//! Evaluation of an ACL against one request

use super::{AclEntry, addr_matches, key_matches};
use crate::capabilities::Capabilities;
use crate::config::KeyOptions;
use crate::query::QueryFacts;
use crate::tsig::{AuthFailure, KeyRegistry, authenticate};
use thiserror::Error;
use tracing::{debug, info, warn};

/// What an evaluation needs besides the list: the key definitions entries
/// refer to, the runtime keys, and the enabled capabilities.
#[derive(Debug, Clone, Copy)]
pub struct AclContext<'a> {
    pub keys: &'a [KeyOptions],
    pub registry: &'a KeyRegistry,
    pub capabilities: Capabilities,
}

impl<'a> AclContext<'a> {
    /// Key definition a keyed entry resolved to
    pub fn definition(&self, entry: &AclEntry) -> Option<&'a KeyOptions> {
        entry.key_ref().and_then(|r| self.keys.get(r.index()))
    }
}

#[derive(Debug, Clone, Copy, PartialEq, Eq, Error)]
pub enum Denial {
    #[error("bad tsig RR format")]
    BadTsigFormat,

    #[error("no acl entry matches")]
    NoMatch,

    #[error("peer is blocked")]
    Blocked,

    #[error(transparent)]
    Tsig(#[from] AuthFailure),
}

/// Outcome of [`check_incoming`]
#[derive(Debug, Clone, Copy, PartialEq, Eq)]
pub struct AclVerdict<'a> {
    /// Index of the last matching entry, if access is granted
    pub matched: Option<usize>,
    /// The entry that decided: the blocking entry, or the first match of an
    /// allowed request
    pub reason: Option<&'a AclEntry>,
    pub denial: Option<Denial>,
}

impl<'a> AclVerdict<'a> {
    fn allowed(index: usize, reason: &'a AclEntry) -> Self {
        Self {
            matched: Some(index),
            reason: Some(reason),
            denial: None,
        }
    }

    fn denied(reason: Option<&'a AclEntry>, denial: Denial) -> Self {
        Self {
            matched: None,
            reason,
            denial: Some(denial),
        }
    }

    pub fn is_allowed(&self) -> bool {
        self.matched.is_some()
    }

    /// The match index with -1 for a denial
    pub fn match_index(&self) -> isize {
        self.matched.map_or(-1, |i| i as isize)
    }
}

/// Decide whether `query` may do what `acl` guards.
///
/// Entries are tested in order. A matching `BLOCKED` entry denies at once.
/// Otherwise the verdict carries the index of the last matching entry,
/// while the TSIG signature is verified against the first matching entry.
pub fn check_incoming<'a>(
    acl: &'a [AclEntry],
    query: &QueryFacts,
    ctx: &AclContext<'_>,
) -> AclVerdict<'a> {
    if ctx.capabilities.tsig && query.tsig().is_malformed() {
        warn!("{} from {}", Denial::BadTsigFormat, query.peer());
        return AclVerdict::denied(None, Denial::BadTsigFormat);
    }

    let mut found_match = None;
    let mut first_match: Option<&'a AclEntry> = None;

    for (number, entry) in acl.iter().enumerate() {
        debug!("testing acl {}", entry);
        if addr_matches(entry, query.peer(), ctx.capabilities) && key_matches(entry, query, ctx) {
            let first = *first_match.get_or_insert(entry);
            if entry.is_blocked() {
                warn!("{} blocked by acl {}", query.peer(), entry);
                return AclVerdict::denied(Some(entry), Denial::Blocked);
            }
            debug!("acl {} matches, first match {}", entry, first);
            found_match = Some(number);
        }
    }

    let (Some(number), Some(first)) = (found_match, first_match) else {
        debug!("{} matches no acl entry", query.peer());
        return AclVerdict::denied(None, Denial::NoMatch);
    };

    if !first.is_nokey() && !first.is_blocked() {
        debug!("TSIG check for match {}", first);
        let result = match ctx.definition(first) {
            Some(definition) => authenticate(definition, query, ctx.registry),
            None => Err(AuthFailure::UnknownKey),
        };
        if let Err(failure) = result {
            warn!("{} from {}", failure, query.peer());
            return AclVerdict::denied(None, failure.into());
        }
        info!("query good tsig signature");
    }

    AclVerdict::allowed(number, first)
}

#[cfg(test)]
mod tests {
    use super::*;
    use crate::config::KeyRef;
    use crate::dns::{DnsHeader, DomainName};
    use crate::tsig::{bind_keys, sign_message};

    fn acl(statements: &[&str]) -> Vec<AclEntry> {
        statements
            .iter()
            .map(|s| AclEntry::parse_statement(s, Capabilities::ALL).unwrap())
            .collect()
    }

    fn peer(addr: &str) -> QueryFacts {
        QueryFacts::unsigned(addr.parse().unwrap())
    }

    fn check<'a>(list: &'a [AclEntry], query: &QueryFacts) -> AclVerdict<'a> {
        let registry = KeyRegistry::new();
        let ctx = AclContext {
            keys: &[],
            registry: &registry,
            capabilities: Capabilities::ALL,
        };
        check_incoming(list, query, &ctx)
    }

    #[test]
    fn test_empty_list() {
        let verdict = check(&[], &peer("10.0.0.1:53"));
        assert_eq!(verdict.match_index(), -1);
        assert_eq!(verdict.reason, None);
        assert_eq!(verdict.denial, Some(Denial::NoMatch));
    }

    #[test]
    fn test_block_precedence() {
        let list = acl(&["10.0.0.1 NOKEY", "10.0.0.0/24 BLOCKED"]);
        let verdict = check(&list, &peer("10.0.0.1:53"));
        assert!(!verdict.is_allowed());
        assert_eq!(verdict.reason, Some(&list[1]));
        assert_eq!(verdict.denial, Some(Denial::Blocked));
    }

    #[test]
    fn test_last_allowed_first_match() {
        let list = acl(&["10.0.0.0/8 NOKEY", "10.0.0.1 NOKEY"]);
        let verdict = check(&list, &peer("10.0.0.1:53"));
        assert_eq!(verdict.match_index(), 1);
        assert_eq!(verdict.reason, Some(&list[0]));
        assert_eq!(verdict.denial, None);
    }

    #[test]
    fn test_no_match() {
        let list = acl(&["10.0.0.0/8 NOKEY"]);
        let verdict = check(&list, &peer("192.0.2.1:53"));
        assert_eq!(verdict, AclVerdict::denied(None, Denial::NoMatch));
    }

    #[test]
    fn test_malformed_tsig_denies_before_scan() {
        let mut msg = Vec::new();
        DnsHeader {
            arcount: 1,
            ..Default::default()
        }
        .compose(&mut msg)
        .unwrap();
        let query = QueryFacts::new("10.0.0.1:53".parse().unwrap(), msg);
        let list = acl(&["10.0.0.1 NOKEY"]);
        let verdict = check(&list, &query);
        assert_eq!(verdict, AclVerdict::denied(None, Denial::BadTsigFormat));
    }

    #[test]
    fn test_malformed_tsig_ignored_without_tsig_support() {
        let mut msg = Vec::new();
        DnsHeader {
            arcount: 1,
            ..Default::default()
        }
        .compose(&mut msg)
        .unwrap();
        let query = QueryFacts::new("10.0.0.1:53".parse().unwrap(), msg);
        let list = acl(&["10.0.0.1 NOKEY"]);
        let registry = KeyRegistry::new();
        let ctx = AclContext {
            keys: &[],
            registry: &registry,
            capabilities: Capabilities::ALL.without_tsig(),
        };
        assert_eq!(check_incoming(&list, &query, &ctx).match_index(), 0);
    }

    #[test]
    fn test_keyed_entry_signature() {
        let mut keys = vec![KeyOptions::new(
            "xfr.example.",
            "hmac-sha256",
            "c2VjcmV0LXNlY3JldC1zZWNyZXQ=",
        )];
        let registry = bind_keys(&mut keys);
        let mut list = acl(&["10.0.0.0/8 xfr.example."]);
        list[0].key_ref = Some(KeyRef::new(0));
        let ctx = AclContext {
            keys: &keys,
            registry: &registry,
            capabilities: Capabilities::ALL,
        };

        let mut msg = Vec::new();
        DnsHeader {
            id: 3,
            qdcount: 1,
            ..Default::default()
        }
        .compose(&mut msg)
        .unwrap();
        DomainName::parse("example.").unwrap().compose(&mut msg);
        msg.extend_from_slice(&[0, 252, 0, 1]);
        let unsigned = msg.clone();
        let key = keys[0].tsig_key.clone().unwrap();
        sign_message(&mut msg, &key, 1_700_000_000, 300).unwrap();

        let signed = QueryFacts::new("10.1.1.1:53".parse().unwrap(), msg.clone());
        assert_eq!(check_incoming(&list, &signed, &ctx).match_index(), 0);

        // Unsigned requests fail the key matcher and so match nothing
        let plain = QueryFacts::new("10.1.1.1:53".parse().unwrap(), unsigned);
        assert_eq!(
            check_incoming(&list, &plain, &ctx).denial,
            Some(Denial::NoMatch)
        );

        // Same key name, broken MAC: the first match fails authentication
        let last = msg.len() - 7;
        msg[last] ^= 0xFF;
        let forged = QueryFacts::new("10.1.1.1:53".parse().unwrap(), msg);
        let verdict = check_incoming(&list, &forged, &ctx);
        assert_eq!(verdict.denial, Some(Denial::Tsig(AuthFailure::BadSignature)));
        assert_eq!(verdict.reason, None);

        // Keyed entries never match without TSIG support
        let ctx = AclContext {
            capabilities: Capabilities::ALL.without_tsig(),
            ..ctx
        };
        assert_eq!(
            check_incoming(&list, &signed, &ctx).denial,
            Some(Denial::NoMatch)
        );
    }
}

[INSTRUCTIONS FOR THE TASK] Every line containing the word "iter" should be copied from the material.

[RESULT OF THIS TASK]
    for (number, entry) in acl.iter().enumerate() {
            .iter()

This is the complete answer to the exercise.